- REQUIRED ACTION: Copy the lines below verbatim. Begin with the first and end with the line containing "use std::cell::RefCell;".

Stored data
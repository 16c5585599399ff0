//! Functions implemented natively.
//!
//! Ints are 31 bits and words are 31 bits unsigned. Results outside those ranges raise `Overflow`.

use crate::error::ErrorKind;
use crate::types::{Result, St, Step};
use sml_lab::Lab;
use sml_scon::{MAX_INT, MAX_WORD, MIN_INT};
use sml_state::{Builtin, Val};
use std::cell::RefCell;
use std::cmp::Ordering;
use std::fmt;
use std::rc::Rc;
use str_util::SmolStr;

enum Out {
  Val(Val),
  /// Raise the builtin exception with this name.
  Raise(&'static str),
  WrongArg,
}

pub(crate) fn apply(st: &mut St<'_>, builtin: Builtin, arg: Val) -> Result<Step> {
  match get(&mut st.output, builtin, arg) {
    Out::Val(val) => Ok(Step::Val(val)),
    Out::Raise(name) => Ok(Step::Raise(Val::exn(name, 0))),
    Out::WrongArg => Err(st.err(ErrorKind::WrongArg(builtin))),
  }
}

#[allow(clippy::too_many_lines)]
fn get(output: &mut Vec<String>, builtin: Builtin, arg: Val) -> Out {
  match builtin {
    Builtin::Add => arith(arg, |a, b| a + b, |a, b| a + b),
    Builtin::Sub => arith(arg, |a, b| a - b, |a, b| a - b),
    Builtin::Mul => arith(arg, |a, b| a * b, |a, b| a * b),
    Builtin::Div => div_mod(arg, floor_div),
    Builtin::Mod => div_mod(arg, |a, b| a - b * floor_div(a, b)),
    Builtin::RealDiv => match pair(arg) {
      Some((Val::Real(a), Val::Real(b))) => Out::Val(Val::Real(a / b)),
      _ => Out::WrongArg,
    },
    Builtin::Neg => match arg {
      Val::Int(n) => int(-i64::from(n)),
      Val::Real(x) => Out::Val(Val::Real(-x)),
      _ => Out::WrongArg,
    },
    Builtin::Abs => match arg {
      Val::Int(n) => int(i64::from(n).abs()),
      Val::Real(x) => Out::Val(Val::Real(x.abs())),
      _ => Out::WrongArg,
    },
    Builtin::Lt => compare(arg, Ordering::is_lt),
    Builtin::Le => compare(arg, Ordering::is_le),
    Builtin::Gt => compare(arg, Ordering::is_gt),
    Builtin::Ge => compare(arg, Ordering::is_ge),
    Builtin::Eq | Builtin::Ne => match pair(arg).and_then(|(a, b)| equal(&a, &b)) {
      Some(eq) => Out::Val(Val::Bool(eq == (builtin == Builtin::Eq))),
      None => Out::WrongArg,
    },
    Builtin::Concat => match pair(arg) {
      Some((Val::String(a), Val::String(b))) => {
        Out::Val(Val::String(SmolStr::new(format!("{a}{b}"))))
      }
      _ => Out::WrongArg,
    },
    Builtin::Explode => match arg {
      Val::String(s) => Out::Val(Val::list(s.chars().map(Val::Char))),
      _ => Out::WrongArg,
    },
    Builtin::Implode => {
      let Some(vals) = arg.as_list() else { return Out::WrongArg };
      let mut ret = String::with_capacity(vals.len());
      for val in vals {
        let Val::Char(c) = val else { return Out::WrongArg };
        ret.push(*c);
      }
      Out::Val(Val::String(SmolStr::new(ret)))
    }
    Builtin::Print => match arg {
      Val::String(s) => {
        output.push(s.to_string());
        Out::Val(Val::unit())
      }
      _ => Out::WrongArg,
    },
    Builtin::Assign => match pair(arg) {
      Some((Val::Ref(cell), val)) => {
        *cell.borrow_mut() = val;
        Out::Val(Val::unit())
      }
      _ => Out::WrongArg,
    },
    Builtin::Deref => match arg {
      Val::Ref(cell) => Out::Val(cell.borrow().clone()),
      _ => Out::WrongArg,
    },
    Builtin::Ref => Out::Val(Val::Ref(Rc::new(RefCell::new(arg)))),
    Builtin::Ord => match arg {
      Val::Char(c) => int(i64::from(u32::from(c))),
      _ => Out::WrongArg,
    },
    Builtin::Chr => match arg {
      Val::Int(n) => match u8::try_from(n) {
        Ok(b) => Out::Val(Val::Char(char::from(b))),
        Err(_) => Out::Raise("Chr"),
      },
      _ => Out::WrongArg,
    },
    Builtin::Size => match arg {
      Val::String(s) => len(s.chars().count()),
      _ => Out::WrongArg,
    },
    Builtin::Substring => match tuple::<3>(arg) {
      Some([Val::String(s), Val::Int(start), Val::Int(n)]) => {
        let (Ok(start), Ok(n)) = (usize::try_from(start), usize::try_from(n)) else {
          return Out::Raise("Subscript");
        };
        let chars: Vec<_> = s.chars().collect();
        match chars.get(start..start + n) {
          Some(cs) => Out::Val(Val::String(cs.iter().collect::<String>().into())),
          None => Out::Raise("Subscript"),
        }
      }
      _ => Out::WrongArg,
    },
    Builtin::StringSub => match pair(arg) {
      Some((Val::String(s), Val::Int(idx))) => {
        match usize::try_from(idx).ok().and_then(|idx| s.chars().nth(idx)) {
          Some(c) => Out::Val(Val::Char(c)),
          None => Out::Raise("Subscript"),
        }
      }
      _ => Out::WrongArg,
    },
    Builtin::IntToString => match arg {
      Val::Int(n) => string(IntDisplay(n)),
      _ => Out::WrongArg,
    },
    Builtin::RealToString => match arg {
      Val::Real(x) => string(RealDisplay(x)),
      _ => Out::WrongArg,
    },
    Builtin::WordToString => match arg {
      Val::Word(w) => Out::Val(Val::String(SmolStr::new(format!("{w:X}")))),
      _ => Out::WrongArg,
    },
    Builtin::RealFromInt => match arg {
      Val::Int(n) => Out::Val(Val::Real(f64::from(n))),
      _ => Out::WrongArg,
    },
    Builtin::Floor => to_int(arg, f64::floor),
    Builtin::Ceil => to_int(arg, f64::ceil),
    Builtin::Round => to_int(arg, f64::round_ties_even),
    Builtin::Trunc => to_int(arg, f64::trunc),
    Builtin::WordFromInt => match arg {
      Val::Int(n) => word(i64::from(n).rem_euclid(i64::from(MAX_WORD) + 1)),
      _ => Out::WrongArg,
    },
    Builtin::WordToInt => match arg {
      Val::Word(w) => int(i64::from(w)),
      _ => Out::WrongArg,
    },
    Builtin::Andb => bits(arg, |a, b| a & b),
    Builtin::Orb => bits(arg, |a, b| a | b),
    Builtin::Xorb => bits(arg, |a, b| a ^ b),
    Builtin::Shl => bits(arg, |a, b| if b >= 31 { 0 } else { (a << b) & MAX_WORD }),
    Builtin::Shr => bits(arg, |a, b| if b >= 31 { 0 } else { a >> b }),
    Builtin::Sqrt => math(arg, f64::sqrt),
    Builtin::Sin => math(arg, f64::sin),
    Builtin::Cos => math(arg, f64::cos),
    Builtin::Tan => math(arg, f64::tan),
    Builtin::Asin => math(arg, f64::asin),
    Builtin::Acos => math(arg, f64::acos),
    Builtin::Atan => math(arg, f64::atan),
    Builtin::Exp => math(arg, f64::exp),
    Builtin::Ln => math(arg, f64::ln),
    Builtin::Log10 => math(arg, f64::log10),
    Builtin::Atan2 => match pair(arg) {
      Some((Val::Real(a), Val::Real(b))) => Out::Val(Val::Real(a.atan2(b))),
      _ => Out::WrongArg,
    },
    Builtin::Pow => match pair(arg) {
      Some((Val::Real(a), Val::Real(b))) => Out::Val(Val::Real(a.powf(b))),
      _ => Out::WrongArg,
    },
  }
}

/// Structural equality, or `None` if either side has a function in it.
pub(crate) fn equal(a: &Val, b: &Val) -> Option<bool> {
  let ret = match (a, b) {
    (Val::Int(a), Val::Int(b)) => a == b,
    (Val::Word(a), Val::Word(b)) => a == b,
    #[allow(clippy::float_cmp)]
    (Val::Real(a), Val::Real(b)) => a == b,
    (Val::Char(a), Val::Char(b)) => a == b,
    (Val::String(a), Val::String(b)) => a == b,
    (Val::Bool(a), Val::Bool(b)) => a == b,
    (Val::Record(a), Val::Record(b)) => {
      if a.len() != b.len() {
        return Some(false);
      }
      for ((la, va), (lb, vb)) in a.iter().zip(b) {
        if la != lb || !equal(va, vb)? {
          return Some(false);
        }
      }
      true
    }
    (Val::Con(a), Val::Con(b)) | (Val::Exn(a), Val::Exn(b)) => {
      a.same_con(b)
        && match (&a.arg, &b.arg) {
          (Some(x), Some(y)) => equal(x, y)?,
          (None, None) => true,
          _ => false,
        }
    }
    (Val::Ref(a), Val::Ref(b)) => Rc::ptr_eq(a, b),
    (Val::Closure(_) | Val::Builtin(_) | Val::ConFn(..) | Val::ExnFn(..), _)
    | (_, Val::Closure(_) | Val::Builtin(_) | Val::ConFn(..) | Val::ExnFn(..)) => return None,
    _ => false,
  };
  Some(ret)
}

fn int(n: i64) -> Out {
  match i32::try_from(n) {
    Ok(n) if (MIN_INT..=MAX_INT).contains(&n) => Out::Val(Val::Int(n)),
    _ => Out::Raise("Overflow"),
  }
}

fn word(n: i64) -> Out {
  match u32::try_from(n) {
    Ok(n) if n <= MAX_WORD => Out::Val(Val::Word(n)),
    _ => Out::Raise("Overflow"),
  }
}

fn len(n: usize) -> Out {
  match i64::try_from(n) {
    Ok(n) => int(n),
    Err(_) => Out::Raise("Size"),
  }
}

fn string<T: fmt::Display>(x: T) -> Out {
  Out::Val(Val::String(SmolStr::new(x.to_string())))
}

fn pair(arg: Val) -> Option<(Val, Val)> {
  let [a, b] = tuple::<2>(arg)?;
  Some((a, b))
}

fn tuple<const N: usize>(arg: Val) -> Option<[Val; N]> {
  let Val::Record(mut rows) = arg else { return None };
  if rows.len() != N {
    return None;
  }
  let vals: Vec<_> = (0..N).map(|idx| rows.remove(&Lab::tuple(idx))).collect::<Option<_>>()?;
  vals.try_into().ok()
}

fn arith(arg: Val, int_op: fn(i64, i64) -> i64, real_op: fn(f64, f64) -> f64) -> Out {
  match pair(arg) {
    Some((Val::Int(a), Val::Int(b))) => int(int_op(a.into(), b.into())),
    Some((Val::Word(a), Val::Word(b))) => word(int_op(a.into(), b.into())),
    Some((Val::Real(a), Val::Real(b))) => Out::Val(Val::Real(real_op(a, b))),
    _ => Out::WrongArg,
  }
}

fn div_mod(arg: Val, op: fn(i64, i64) -> i64) -> Out {
  match pair(arg) {
    Some((Val::Int(_), Val::Int(0)) | (Val::Word(_), Val::Word(0))) => Out::Raise("Div"),
    Some((Val::Int(a), Val::Int(b))) => int(op(a.into(), b.into())),
    Some((Val::Word(a), Val::Word(b))) => word(op(a.into(), b.into())),
    _ => Out::WrongArg,
  }
}

/// Division rounding toward negative infinity.
fn floor_div(a: i64, b: i64) -> i64 {
  let q = a / b;
  if a % b != 0 && (a < 0) != (b < 0) { q - 1 } else { q }
}

fn compare(arg: Val, f: fn(Ordering) -> bool) -> Out {
  let ord = match pair(arg) {
    Some((Val::Int(a), Val::Int(b))) => a.partial_cmp(&b),
    Some((Val::Word(a), Val::Word(b))) => a.partial_cmp(&b),
    Some((Val::Real(a), Val::Real(b))) => a.partial_cmp(&b),
    Some((Val::Char(a), Val::Char(b))) => a.partial_cmp(&b),
    Some((Val::String(a), Val::String(b))) => a.partial_cmp(&b),
    _ => return Out::WrongArg,
  };
  // nan is unordered
  Out::Val(Val::Bool(ord.is_some_and(f)))
}

fn bits(arg: Val, op: fn(u32, u32) -> u32) -> Out {
  match pair(arg) {
    Some((Val::Word(a), Val::Word(b))) => Out::Val(Val::Word(op(a, b))),
    _ => Out::WrongArg,
  }
}

fn math(arg: Val, f: fn(f64) -> f64) -> Out {
  match arg {
    Val::Real(x) => Out::Val(Val::Real(f(x))),
    _ => Out::WrongArg,
  }
}

fn to_int(arg: Val, f: fn(f64) -> f64) -> Out {
  let Val::Real(x) = arg else { return Out::WrongArg };
  if x.is_nan() {
    return Out::Raise("Domain");
  }
  let y = f(x);
  if y < f64::from(MIN_INT) || y > f64::from(MAX_INT) {
    return Out::Raise("Overflow");
  }
  #[allow(clippy::cast_possible_truncation)]
  let n = y as i32;
  Out::Val(Val::Int(n))
}

struct IntDisplay(i32);

impl fmt::Display for IntDisplay {
  fn fmt(&self, f: &mut fmt::Formatter<'_>) -> fmt::Result {
    sml_scon::fmt_int(f, i64::from(self.0))
  }
}

struct RealDisplay(f64);

impl fmt::Display for RealDisplay {
  fn fmt(&self, f: &mut fmt::Formatter<'_>) -> fmt::Result {
    sml_scon::fmt_real(f, self.0)
  }
}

- TASK OUTPUT:
repository 16c5585599399ff0
//! Functions implemented natively.
//!
//! Ints are 31 bits and words are 31 bits unsigned. Results outside those ranges raise `Overflow`.

use crate::error::ErrorKind;
use crate::types::{Result, St, Step};
use sml_lab::Lab;
use sml_scon::{MAX_INT, MAX_WORD, MIN_INT};
use sml_state::{Builtin, Val};
use std::cell::RefCell;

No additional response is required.